WHAT TO DO | Lines in the data below that contain the word "least" are to be copied.

•••••

use crate::utils::error::{ConvertError, Result};

pub trait Validate {
    fn validate(&self) -> Result<()>;
}

pub fn validate_path(field_name: &str, path: &str) -> Result<()> {
    if path.is_empty() {
        return Err(ConvertError::InvalidConfigValueError {
            field: field_name.to_string(),
            value: path.to_string(),
            reason: "Path cannot be empty".to_string(),
        });
    }

    if path.contains('\0') {
        return Err(ConvertError::InvalidConfigValueError {
            field: field_name.to_string(),
            value: path.to_string(),
            reason: "Path contains null bytes".to_string(),
        });
    }

    Ok(())
}

pub fn validate_existing_file(field_name: &str, path: &str) -> Result<()> {
    validate_path(field_name, path)?;

    if !std::path::Path::new(path).exists() {
        return Err(ConvertError::InputNotFound {
            path: path.to_string(),
        });
    }
    Ok(())
}

pub fn validate_non_empty_string(field_name: &str, value: &str) -> Result<()> {
    if value.trim().is_empty() {
        return Err(ConvertError::InvalidConfigValueError {
            field: field_name.to_string(),
            value: value.to_string(),
            reason: "Value cannot be empty or whitespace-only".to_string(),
        });
    }
    Ok(())
}

/// A candidate list must name at least one header, and no name may be blank.
pub fn validate_candidate_list(field_name: &str, candidates: &[String]) -> Result<()> {
    if candidates.is_empty() {
        return Err(ConvertError::InvalidConfigValueError {
            field: field_name.to_string(),
            value: String::new(),
            reason: "Candidate list must contain at least one header name".to_string(),
        });
    }

    for candidate in candidates {
        validate_non_empty_string(field_name, candidate)?;
    }
    Ok(())
}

•••••

SOLUTION FOR THIS TASK |
/// A candidate list must name at least one header, and no name may be blank.
            reason: "Candidate list must contain at least one header name".to_string(),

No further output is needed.